◆ **EXERCISE AIM**:
Determine how many lines in the data below contain "previous" and write only that number.

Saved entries

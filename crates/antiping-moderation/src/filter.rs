//! Room and member scoping.

use crate::config::Config;
use crate::error::{ModerationError, Result};
use crate::event::RoomMessage;
use glob::{MatchOptions, Pattern, PatternError};

const MATCH_OPTIONS: MatchOptions = MatchOptions {
    case_sensitive: true,
    require_literal_separator: false,
    require_literal_leading_dot: false,
};

/// Compile a shell-style wildcard pattern.
///
/// Runs of `*` collapse to one, so `!spam**` matches like `!spam*`.
pub fn compile_pattern(pattern: &str) -> std::result::Result<Pattern, PatternError> {
    let mut collapsed = String::with_capacity(pattern.len());
    for c in pattern.chars() {
        if c == '*' && collapsed.ends_with('*') {
            continue;
        }
        collapsed.push(c);
    }
    Pattern::new(&collapsed)
}

/// A set of shell-style wildcard patterns. An empty set matches nothing.
#[derive(Debug, Clone, Default)]
pub struct PatternSet {
    patterns: Vec<Pattern>,
}

impl PatternSet {
    /// Compile `patterns`.
    pub fn new(patterns: &[String]) -> Result<Self> {
        let patterns = patterns
            .iter()
            .map(|p| {
                compile_pattern(p)
                    .map_err(|e| ModerationError::config(format!("invalid pattern {p:?}: {e}")))
            })
            .collect::<Result<Vec<_>>>()?;
        Ok(Self { patterns })
    }

    /// Whether any pattern matches the whole of `candidate`.
    pub fn matches(&self, candidate: &str) -> bool {
        self.patterns
            .iter()
            .any(|p| p.matches_with(candidate, MATCH_OPTIONS))
    }
}

/// Why a message was left alone.
#[derive(Debug, Clone, Copy, PartialEq, Eq)]
pub enum Skip {
    /// Room belongs to another homeserver
    ForeignRoom,
    /// Room not in the include list
    NotIncluded,
    /// Room in the exclude list
    ExcludedRoom,
    /// Log or moderation-bot room
    ControlRoom,
    /// Sender in the member exclude list
    ExcludedMember,
    /// Sent by the engine's own account
    OwnMessage,
}

/// Decides which messages are in scope for scoring.
#[derive(Debug, Clone)]
pub struct EventFilter {
    server_suffix: String,
    include_rooms: PatternSet,
    exclude_rooms: PatternSet,
    exclude_members: PatternSet,
    control_rooms: [String; 2],
    bot_user_id: String,
}

impl EventFilter {
    /// Build the filter from configuration.
    pub fn from_config(config: &Config) -> Result<Self> {
        Ok(Self {
            server_suffix: format!(":{}", config.server_name),
            include_rooms: PatternSet::new(&config.rooms.include)?,
            exclude_rooms: PatternSet::new(&config.rooms.exclude)?,
            exclude_members: PatternSet::new(&config.members.exclude)?,
            control_rooms: [config.log.room.clone(), config.mjolnir.room.clone()],
            bot_user_id: config.bot_user_id(),
        })
    }

    /// `Some(reason)` if `message` should not be scored.
    pub fn skip_reason(&self, message: &RoomMessage) -> Option<Skip> {
        let room = message.room_id.as_str();
        if !room.ends_with(&self.server_suffix) {
            return Some(Skip::ForeignRoom);
        }
        if !self.include_rooms.matches(room) {
            return Some(Skip::NotIncluded);
        }
        if self.exclude_rooms.matches(room) {
            return Some(Skip::ExcludedRoom);
        }
        if self.control_rooms.iter().any(|r| r == room) {
            return Some(Skip::ControlRoom);
        }
        if self.exclude_members.matches(&message.sender) {
            return Some(Skip::ExcludedMember);
        }
        if message.sender == self.bot_user_id {
            return Some(Skip::OwnMessage);
        }
        None
    }
}
//! Errors raised by the bounded collections.
//!
//! `CapacityExceeded` is the only recoverable condition: the caller is
//! expected to make room (expire or pop) and try again. The remaining
//! variants signal a broken call discipline.

use thiserror::Error;

/// Errors from bounded collection operations.
#[derive(Debug, Clone, PartialEq, Eq, Error)]
pub enum CollectionError {
    /// A collection was constructed with zero capacity.
    #[error("capacity must be greater than zero")]
    ZeroCapacity,

    /// Removal was attempted on an empty collection.
    #[error("{operation} from empty collection")]
    Underflow {
        /// The operation that underflowed
        operation: &'static str,
    },

    /// Logical index outside `[-len, len)`.
    #[error("index {index} out of range for length {len}")]
    OutOfRange {
        /// Requested logical index
        index: isize,
        /// Current logical length
        len: usize,
    },

    /// Insert rejected because the collection is full.
    #[error("collection is full (capacity {capacity})")]
    CapacityExceeded {
        /// Fixed capacity of the collection
        capacity: usize,
    },
}

impl CollectionError {
    /// Create an underflow error for the named operation.
    pub fn underflow(operation: &'static str) -> Self {
        Self::Underflow { operation }
    }

    /// Create an out-of-range error.
    pub fn out_of_range(index: isize, len: usize) -> Self {
        Self::OutOfRange { index, len }
    }

    /// Create a capacity-exceeded error.
    pub fn capacity_exceeded(capacity: usize) -> Self {
        Self::CapacityExceeded { capacity }
    }

    /// Whether the caller can recover by making room and retrying.
    pub fn is_recoverable(&self) -> bool {
        matches!(self, Self::CapacityExceeded { .. })
    }
}

/// Result alias for collection operations.
pub type Result<T> = std::result::Result<T, CollectionError>;
//! Picks the offence category for a message.

use crate::config::{OffenceConfig, OffencesConfig};
use crate::event::{MessageKind, RoomMessage};
use crate::mentions::count_mentions;
use serde::{Deserialize, Serialize};
use std::fmt;
use std::time::Duration;

/// Offence categories.
#[derive(Debug, Clone, Copy, PartialEq, Eq, Hash, Serialize, Deserialize)]
#[serde(rename_all = "snake_case")]
pub enum OffenceCategory {
    /// Plain message
    TextSpam,
    /// Image, audio or video
    MediaSpam,
    /// Mentions at least one user
    Mentions,
    /// Mentions `upgrade_at` or more users
    MassMentions,
}

impl fmt::Display for OffenceCategory {
    fn fmt(&self, f: &mut fmt::Formatter<'_>) -> fmt::Result {
        let label = match self {
            Self::TextSpam => "text_spam",
            Self::MediaSpam => "media_spam",
            Self::Mentions => "mentions",
            Self::MassMentions => "mass_mentions",
        };
        f.write_str(label)
    }
}

/// Weight and lifetime of the offence a message earns.
#[derive(Debug, Clone, Copy, PartialEq, Eq)]
pub struct OffenceSpec {
    /// Category that matched
    pub category: OffenceCategory,
    /// Weight to record
    pub weight: u32,
    /// Offence lifetime
    pub ttl: Duration,
}

impl OffenceSpec {
    fn from_config(category: OffenceCategory, config: &OffenceConfig) -> Self {
        Self {
            category,
            weight: config.weight,
            ttl: config.ttl(),
        }
    }
}

/// Maps messages to offences using the configured categories.
#[derive(Debug, Clone)]
pub struct OffenceClassifier {
    offences: OffencesConfig,
}

impl OffenceClassifier {
    /// Create a classifier over `offences`.
    pub fn new(offences: OffencesConfig) -> Self {
        Self { offences }
    }

    /// The offence `message` earns, if any category applies.
    pub fn classify(&self, message: &RoomMessage) -> Option<OffenceSpec> {
        self.mention_offence(message).or_else(|| {
            let (category, config) = if message.kind.is_media() {
                (OffenceCategory::MediaSpam, &self.offences.media_spam)
            } else {
                (OffenceCategory::TextSpam, &self.offences.text_spam)
            };
            config
                .enabled
                .then(|| OffenceSpec::from_config(category, config))
        })
    }

    fn mention_offence(&self, message: &RoomMessage) -> Option<OffenceSpec> {
        if message.kind != MessageKind::Text {
            return None;
        }
        let body = message.formatted_body.as_deref()?;
        let mentions = &self.offences.mentions;
        let mass = &self.offences.mass_mentions;
        if !mentions.enabled && !mass.offence.enabled {
            return None;
        }

        let limit = if mass.offence.enabled { mass.upgrade_at } else { 1 };
        let count = count_mentions(body, limit);
        if mass.offence.enabled && count == mass.upgrade_at {
            Some(OffenceSpec::from_config(
                OffenceCategory::MassMentions,
                &mass.offence,
            ))
        } else if mentions.enabled && count > 0 {
            Some(OffenceSpec::from_config(OffenceCategory::Mentions, mentions))
        } else {
            None
        }
    }
}
//! Per-identity moderation state.
//!
//! State only rises on new offences. The one way back down is
//! [`Offender::demote_if_okay`], which the registry's sweep calls after
//! expiring stale offences.

use crate::error::Result;
use crate::offence::{Classification, Limits, OffenceLedger};
use serde::{Deserialize, Serialize};
use std::fmt;

/// How far moderation has gone against an identity.
#[derive(Debug, Clone, Copy, Default, PartialEq, Eq, PartialOrd, Ord, Hash, Serialize, Deserialize)]
#[serde(rename_all = "snake_case")]
pub enum ModerationState {
    /// No action taken
    #[default]
    Okay,
    /// Warned for spam
    Alerted,
    /// Ban issued
    Banned,
}

impl ModerationState {
    /// State implied by a classification.
    pub fn for_classification(classification: Classification) -> Self {
        match classification {
            Classification::Okay => Self::Okay,
            Classification::Spam => Self::Alerted,
            Classification::Ban => Self::Banned,
        }
    }
}

impl fmt::Display for ModerationState {
    fn fmt(&self, f: &mut fmt::Formatter<'_>) -> fmt::Result {
        let label = match self {
            Self::Okay => "okay",
            Self::Alerted => "alerted",
            Self::Banned => "banned",
        };
        f.write_str(label)
    }
}

/// One identity's ledger and state.
#[derive(Debug, Clone)]
pub struct Offender {
    ledger: OffenceLedger,
    state: ModerationState,
    retired: bool,
}

impl Offender {
    /// Create an offender with an empty ledger of `capacity` slots.
    pub fn new(capacity: usize) -> Result<Self> {
        Ok(Self {
            ledger: OffenceLedger::new(capacity)?,
            state: ModerationState::Okay,
            retired: false,
        })
    }

    /// Current state.
    pub fn state(&self) -> ModerationState {
        self.state
    }

    /// Borrow the ledger.
    pub fn ledger(&self) -> &OffenceLedger {
        &self.ledger
    }

    /// Mutably borrow the ledger.
    pub fn ledger_mut(&mut self) -> &mut OffenceLedger {
        &mut self.ledger
    }

    /// Raise the state to match `classification`; never lowers it.
    ///
    /// Returns the previous state.
    pub fn escalate(&mut self, classification: Classification) -> ModerationState {
        let previous = self.state;
        self.state = previous.max(ModerationState::for_classification(classification));
        previous
    }

    /// Reset to `Okay` when the ledger classifies as `Okay`.
    ///
    /// Returns true if the state changed.
    pub fn demote_if_okay(&mut self, limits: &Limits) -> bool {
        if self.ledger.classify(limits) == Classification::Okay && self.state != ModerationState::Okay
        {
            self.state = ModerationState::Okay;
            return true;
        }
        false
    }

    /// Whether the registry has dropped this offender.
    pub fn is_retired(&self) -> bool {
        self.retired
    }

    pub(crate) fn retire(&mut self) {
        self.retired = true;
    }
}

◆ **WRITTEN ANSWER**:
4